With this great example before me, with the sense and
spirit, the faith and honor, the duty and interest, of the same American people
pledged to support the Constitution of the United States, I entertain no doubt
of its continuance in all its energy, and my mind is prepared without
hesitation to lay myself under the most solemn obligations to support it to the
utmost of my power.
And may that Being who is supreme over all, the Patron of
Order, the Fountain of Justice, and the Protector in all ages of the world of
virtuous liberty, continue His blessing upon this nation and its Government and
give it all possible success and duration consistent with the ends of His
providence.
Thomas Jefferson
FIRST INAUGURAL ADDRESS IN THE
WEDNESDAY, MARCH 4, 1801
Chief Justice John Marshall administered the first executive
oath of office ever taken in the new federal city in the new Senate Chamber
(now the Old Supreme Court Chamber) of the partially built Capitol building.
The outcome of the election of 1800 had been in doubt until late February
because Thomas Jefferson and Aaron Burr, the two leading candidates, each had
received 73 electoral votes. Consequently, the House of Representatives met in
a special session to resolve the impasse, pursuant to the terms spelled out in
the Constitution. After 30 hours of debate and balloting, Mr. Jefferson emerged
as the President and Mr. Burr the Vice President. President John Adams, who had
run unsuccessfully for a second term, left Washington on the day of the
inauguration without attending the ceremony.
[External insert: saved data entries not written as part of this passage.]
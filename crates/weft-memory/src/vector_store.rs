use std::collections::HashMap;
use std::future::Future;
use std::pin::Pin;
use std::str::FromStr;
use std::sync::Arc;

use serde::{Deserialize, Serialize};

use crate::in_memory_store::InMemoryVectorStore;
use crate::qdrant::QdrantVectorStore;

#[derive(Debug, thiserror::Error)]
pub enum VectorStoreError {
    #[error(
        "length mismatch: {texts} texts, {embeddings} embeddings, {metadata} metadata entries"
    )]
    LengthMismatch {
        texts: usize,
        embeddings: usize,
        metadata: usize,
    },
    #[error("dimension mismatch: store holds {expected}-dimensional vectors, got {actual}")]
    DimensionMismatch { expected: usize, actual: usize },
    #[error("empty embedding vector")]
    EmptyVector,
    #[error("unknown vector store backend: {0}")]
    UnknownBackend(String),
    #[error("unknown distance metric: {0}")]
    UnknownDistance(String),
    #[error("connection error: {0}")]
    Connection(String),
    #[error("collection error: {0}")]
    Collection(String),
    #[error("upsert error: {0}")]
    Upsert(String),
    #[error("search error: {0}")]
    Search(String),
    #[error("serialization error: {0}")]
    Serialization(String),
}

pub type Metadata = HashMap<String, serde_json::Value>;

#[derive(Debug, Clone, PartialEq)]
pub struct VectorRecord {
    pub id: String,
    pub text: String,
    pub metadata: Metadata,
}

#[derive(Debug, Clone, PartialEq)]
pub struct SearchHit {
    pub record: VectorRecord,
    pub distance: f32,
}

#[derive(Debug, Clone, Copy, Default, PartialEq, Eq, Serialize, Deserialize)]
#[serde(rename_all = "lowercase")]
pub enum Distance {
    /// Euclidean distance.
    #[default]
    L2,
    /// `1 - cosine similarity`.
    Cosine,
}

impl Distance {
    #[must_use]
    pub fn between(self, a: &[f32], b: &[f32]) -> f32 {
        match self {
            Self::L2 => a
                .iter()
                .zip(b)
                .map(|(x, y)| (x - y) * (x - y))
                .sum::<f32>()
                .sqrt(),
            Self::Cosine => {
                let dot: f32 = a.iter().zip(b).map(|(x, y)| x * y).sum();
                let norm_a: f32 = a.iter().map(|x| x * x).sum::<f32>().sqrt();
                let norm_b: f32 = b.iter().map(|x| x * x).sum::<f32>().sqrt();
                if norm_a == 0.0 || norm_b == 0.0 {
                    return 1.0;
                }
                1.0 - dot / (norm_a * norm_b)
            }
        }
    }
}

impl FromStr for Distance {
    type Err = VectorStoreError;

    fn from_str(s: &str) -> Result<Self, Self::Err> {
        match s {
            "l2" | "euclid" => Ok(Self::L2),
            "cosine" => Ok(Self::Cosine),
            other => Err(VectorStoreError::UnknownDistance(other.to_owned())),
        }
    }
}

pub type BoxFuture<'a, T> = Pin<Box<dyn Future<Output = T> + Send + 'a>>;

/// Pluggable nearest-neighbour store. Every vector in one store has the same dimension.
pub trait VectorStore: Send + Sync {
    /// Insert aligned `(text, embedding, metadata)` triples and return the new record ids.
    ///
    /// `metadata` of `None` attaches an empty map to every record.
    fn add_embeddings(
        &self,
        texts: Vec<String>,
        embeddings: Vec<Vec<f32>>,
        metadata: Option<Vec<Metadata>>,
    ) -> BoxFuture<'_, Result<Vec<String>, VectorStoreError>>;

    /// Up to `k` records ordered by ascending distance; ties keep insertion order.
    fn search(
        &self,
        query: Vec<f32>,
        k: usize,
    ) -> BoxFuture<'_, Result<Vec<SearchHit>, VectorStoreError>>;

    fn len(&self) -> BoxFuture<'_, Result<usize, VectorStoreError>>;

    fn backend(&self) -> &'static str;
}

/// Align the three insertion sequences, filling missing metadata with empty maps.
///
/// # Errors
///
/// Returns [`VectorStoreError::LengthMismatch`] if the lengths differ and
/// [`VectorStoreError::EmptyVector`] if any embedding is empty.
pub fn align_triples(
    texts: Vec<String>,
    embeddings: Vec<Vec<f32>>,
    metadata: Option<Vec<Metadata>>,
) -> Result<Vec<(String, Vec<f32>, Metadata)>, VectorStoreError> {
    let metadata = metadata.unwrap_or_else(|| vec![Metadata::new(); texts.len()]);
    if texts.len() != embeddings.len() || texts.len() != metadata.len() {
        return Err(VectorStoreError::LengthMismatch {
            texts: texts.len(),
            embeddings: embeddings.len(),
            metadata: metadata.len(),
        });
    }
    if embeddings.iter().any(Vec::is_empty) {
        return Err(VectorStoreError::EmptyVector);
    }
    Ok(texts
        .into_iter()
        .zip(embeddings)
        .zip(metadata)
        .map(|((t, e), m)| (t, e, m))
        .collect())
}

/// Check every embedding against the store's dimension (or the first embedding's when unset).
///
/// # Errors
///
/// Returns [`VectorStoreError::DimensionMismatch`] on the first offending vector.
pub fn check_dimensions(
    known: Option<usize>,
    embeddings: &[Vec<f32>],
) -> Result<Option<usize>, VectorStoreError> {
    let expected = known.or_else(|| embeddings.first().map(Vec::len));
    if let Some(expected) = expected
        && let Some(bad) = embeddings.iter().find(|e| e.len() != expected)
    {
        return Err(VectorStoreError::DimensionMismatch {
            expected,
            actual: bad.len(),
        });
    }
    Ok(expected)
}

pub const SUPPORTED_BACKENDS: &[&str] = &["memory", "qdrant"];

#[derive(Debug, Clone, PartialEq, Eq, Serialize, Deserialize)]
#[serde(default)]
pub struct VectorStoreConfig {
    pub backend: String,
    pub qdrant_url: String,
    pub collection: String,
    pub distance: Distance,
}

impl Default for VectorStoreConfig {
    fn default() -> Self {
        Self {
            backend: "memory".into(),
            qdrant_url: "http://localhost:6334".into(),
            collection: "weft_documents".into(),
            distance: Distance::L2,
        }
    }
}

impl VectorStoreConfig {
    /// # Errors
    ///
    /// Returns [`VectorStoreError::UnknownBackend`] for a backend outside [`SUPPORTED_BACKENDS`].
    pub fn validate(&self) -> Result<(), VectorStoreError> {
        if SUPPORTED_BACKENDS.contains(&self.backend.as_str()) {
            Ok(())
        } else {
            Err(VectorStoreError::UnknownBackend(self.backend.clone()))
        }
    }
}

/// Build the configured backend.
///
/// # Errors
///
/// Returns [`VectorStoreError::UnknownBackend`] for an unrecognised backend, or a connection
/// error if the Qdrant client cannot be created.
pub fn create_vector_store(
    config: &VectorStoreConfig,
) -> Result<Arc<dyn VectorStore>, VectorStoreError> {
    config.validate()?;
    let store: Arc<dyn VectorStore> = match config.backend.as_str() {
        "qdrant" => Arc::new(QdrantVectorStore::new(
            &config.qdrant_url,
            config.collection.clone(),
            config.distance,
        )?),
        _ => Arc::new(InMemoryVectorStore::new(config.distance)),
    };
    tracing::info!(backend = store.backend(), "vector store ready");
    Ok(store)
}
mod docx;
#[cfg(feature = "pdf")]
mod pdf;
mod text;

use std::path::Path;

pub use docx::extract_docx;
#[cfg(feature = "pdf")]
pub use pdf::extract_pdf;
pub use text::decode_text;

use super::{DEFAULT_MAX_FILE_SIZE, DocumentError, FileType};

/// Size and extension gate applied before any extraction work.
#[derive(Debug, Clone, PartialEq, Eq)]
pub struct IngestionLimits {
    pub max_file_size: u64,
    pub allowed_extensions: Vec<String>,
}

impl Default for IngestionLimits {
    fn default() -> Self {
        Self {
            max_file_size: DEFAULT_MAX_FILE_SIZE,
            allowed_extensions: ["pdf", "docx", "txt", "md"].map(String::from).to_vec(),
        }
    }
}

impl IngestionLimits {
    /// Validate a file name and size, returning its detected type.
    ///
    /// # Errors
    ///
    /// Returns [`DocumentError::UnsupportedFormat`] for extensions outside the whitelist and
    /// [`DocumentError::FileTooLarge`] above the size limit.
    pub fn validate(&self, name: &str, size: u64) -> Result<FileType, DocumentError> {
        let ext = Path::new(name)
            .extension()
            .and_then(|e| e.to_str())
            .map(str::to_ascii_lowercase)
            .unwrap_or_default();
        if !self.allowed_extensions.iter().any(|a| a.eq_ignore_ascii_case(&ext)) {
            return Err(DocumentError::UnsupportedFormat(if ext.is_empty() {
                name.to_owned()
            } else {
                ext
            }));
        }
        if size > self.max_file_size {
            return Err(DocumentError::FileTooLarge {
                size,
                limit: self.max_file_size,
            });
        }
        match FileType::from_extension(&ext) {
            FileType::Unknown => Err(DocumentError::UnsupportedFormat(ext)),
            file_type => Ok(file_type),
        }
    }
}

/// Raw text of a file on disk, before cleaning.
#[derive(Debug, Clone)]
pub struct LoadedFile {
    pub title: String,
    pub file_type: FileType,
    pub text: String,
}

/// Extract raw text from file bytes by format.
///
/// # Errors
///
/// Returns [`DocumentError::UnsupportedFormat`] for unknown types (and PDF when the `pdf`
/// feature is disabled), or an extraction error for malformed input.
pub fn extract_text(file_type: FileType, bytes: &[u8]) -> Result<String, DocumentError> {
    match file_type {
        FileType::Txt | FileType::Md => Ok(decode_text(bytes)),
        FileType::Docx => extract_docx(bytes),
        #[cfg(feature = "pdf")]
        FileType::Pdf => extract_pdf(bytes),
        #[cfg(not(feature = "pdf"))]
        FileType::Pdf => Err(DocumentError::UnsupportedFormat(
            "pdf (built without the `pdf` feature)".into(),
        )),
        FileType::Unknown => Err(DocumentError::UnsupportedFormat("unknown".into())),
    }
}

/// Validate and read a file, extracting its text off the async runtime.
///
/// # Errors
///
/// Returns a validation error before reading, an IO error if the file cannot be read, or an
/// extraction error.
pub async fn load_file(path: &Path, limits: &IngestionLimits) -> Result<LoadedFile, DocumentError> {
    let meta = tokio::fs::metadata(path).await?;
    let title = path
        .file_name()
        .and_then(|n| n.to_str())
        .unwrap_or_default()
        .to_owned();
    let file_type = limits.validate(&title, meta.len())?;
    let bytes = tokio::fs::read(path).await?;
    let text = tokio::task::spawn_blocking(move || extract_text(file_type, &bytes))
        .await
        .map_err(|e| DocumentError::Io(std::io::Error::other(e)))??;
    Ok(LoadedFile {
        title,
        file_type,
        text,
    })
}
use weft_llm::Role;

use super::{SqliteStore, parse_timestamp};
use crate::error::{HistoryError, StoreError};
use crate::history::{ConversationTurn, TurnStatus};
use crate::store::ConversationStore;
use crate::vector_store::BoxFuture;

impl ConversationStore for SqliteStore {
    fn append_turns(
        &self,
        assistant: &str,
        turns: &[ConversationTurn],
    ) -> BoxFuture<'_, Result<(), StoreError>> {
        let assistant = assistant.to_owned();
        let turns = turns.to_vec();
        Box::pin(async move {
            let mut tx = self.pool.begin().await?;
            for turn in &turns {
                sqlx::query(
                    "INSERT INTO conversation_turns (assistant, role, content, status, created_at) \
                     VALUES (?, ?, ?, ?, ?)",
                )
                .bind(&assistant)
                .bind(turn.role.as_str())
                .bind(&turn.content)
                .bind(turn.status.as_str())
                .bind(turn.timestamp.to_rfc3339())
                .execute(&mut *tx)
                .await?;
            }
            tx.commit().await?;
            Ok(())
        })
    }

    fn load_turns(
        &self,
        assistant: &str,
    ) -> BoxFuture<'_, Result<Vec<ConversationTurn>, StoreError>> {
        let assistant = assistant.to_owned();
        Box::pin(async move {
            let rows: Vec<(String, String, String, String)> = sqlx::query_as(
                "SELECT role, content, status, created_at FROM conversation_turns \
                 WHERE assistant = ? ORDER BY id ASC",
            )
            .bind(&assistant)
            .fetch_all(&self.pool)
            .await?;

            rows.into_iter()
                .map(|(role, content, status, created_at)| -> Result<ConversationTurn, StoreError> {
                    let role = role
                        .parse::<Role>()
                        .map_err(|_| HistoryError::UnknownRole(role.clone()))?;
                    Ok(ConversationTurn {
                        role,
                        content,
                        timestamp: parse_timestamp(&created_at)?,
                        status: status.parse::<TurnStatus>()?,
                    })
                })
                .collect()
        })
    }

    fn clear_turns(&self, assistant: &str) -> BoxFuture<'_, Result<u64, StoreError>> {
        let assistant = assistant.to_owned();
        Box::pin(async move {
            let result = sqlx::query("DELETE FROM conversation_turns WHERE assistant = ?")
                .bind(&assistant)
                .execute(&self.pool)
                .await?;
            Ok(result.rows_affected())
        })
    }
}

#[cfg(test)]
mod tests {
    use super::*;

    #[tokio::test]
    async fn turns_round_trip_with_status() {
        let store = SqliteStore::new(":memory:").await.unwrap();
        store
            .append_turns(
                "helper",
                &[
                    ConversationTurn::user("tell me"),
                    ConversationTurn::assistant("partial [error: cut]").failed(),
                ],
            )
            .await
            .unwrap();

        let turns = store.load_turns("helper").await.unwrap();
        assert_eq!(turns.len(), 2);
        assert_eq!(turns[0].role, Role::User);
        assert_eq!(turns[1].status, TurnStatus::Error);
        assert!(store.load_turns("nobody").await.unwrap().is_empty());
    }

    #[tokio::test]
    async fn clear_only_touches_one_assistant() {
        let store = SqliteStore::new(":memory:").await.unwrap();
        store
            .append_turns("a", &[ConversationTurn::user("1"), ConversationTurn::user("2")])
            .await
            .unwrap();
        store
            .append_turns("b", &[ConversationTurn::user("3")])
            .await
            .unwrap();
        assert_eq!(store.clear_turns("a").await.unwrap(), 2);
        assert_eq!(store.load_turns("b").await.unwrap().len(), 1);
    }
}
Friends and Fellow-Citizens:
Called upon to undertake the duties of the first executive
office of our country, I avail myself of the presence of that portion of my
fellow-citizens which is here assembled to express my grateful thanks for the
favor with which they have been pleased to look toward me, to declare a sincere
consciousness that the task is above my talents, and that I approach it with
those anxious and awful presentiments which the greatness of the charge and the
weakness of my powers so justly inspire. A rising nation, spread over a wide
and fruitful land, traversing all the seas with the rich productions of their
industry, engaged in commerce with nations who feel power and forget right, advancing
rapidly to destinies beyond the reach of mortal eye--when I contemplate these
transcendent objects, and see the honor, the happiness, and the hopes of this
beloved country committed to the issue, and the auspices of this day, I shrink
from the contemplation, and humble myself before the magnitude of the
undertaking. Utterly, indeed, should I despair did not the presence of many
whom I here see remind me that in the other high authorities provided by our
Constitution I shall find resources of wisdom, of virtue, and of zeal on which
to rely under all difficulties. To you, then, gentlemen, who are charged with
the sovereign functions of legislation, and to those associated with you, I
look with encouragement for that guidance and support which may enable us to
steer with safety the vessel in which we are all embarked amidst the
conflicting elements of a troubled world.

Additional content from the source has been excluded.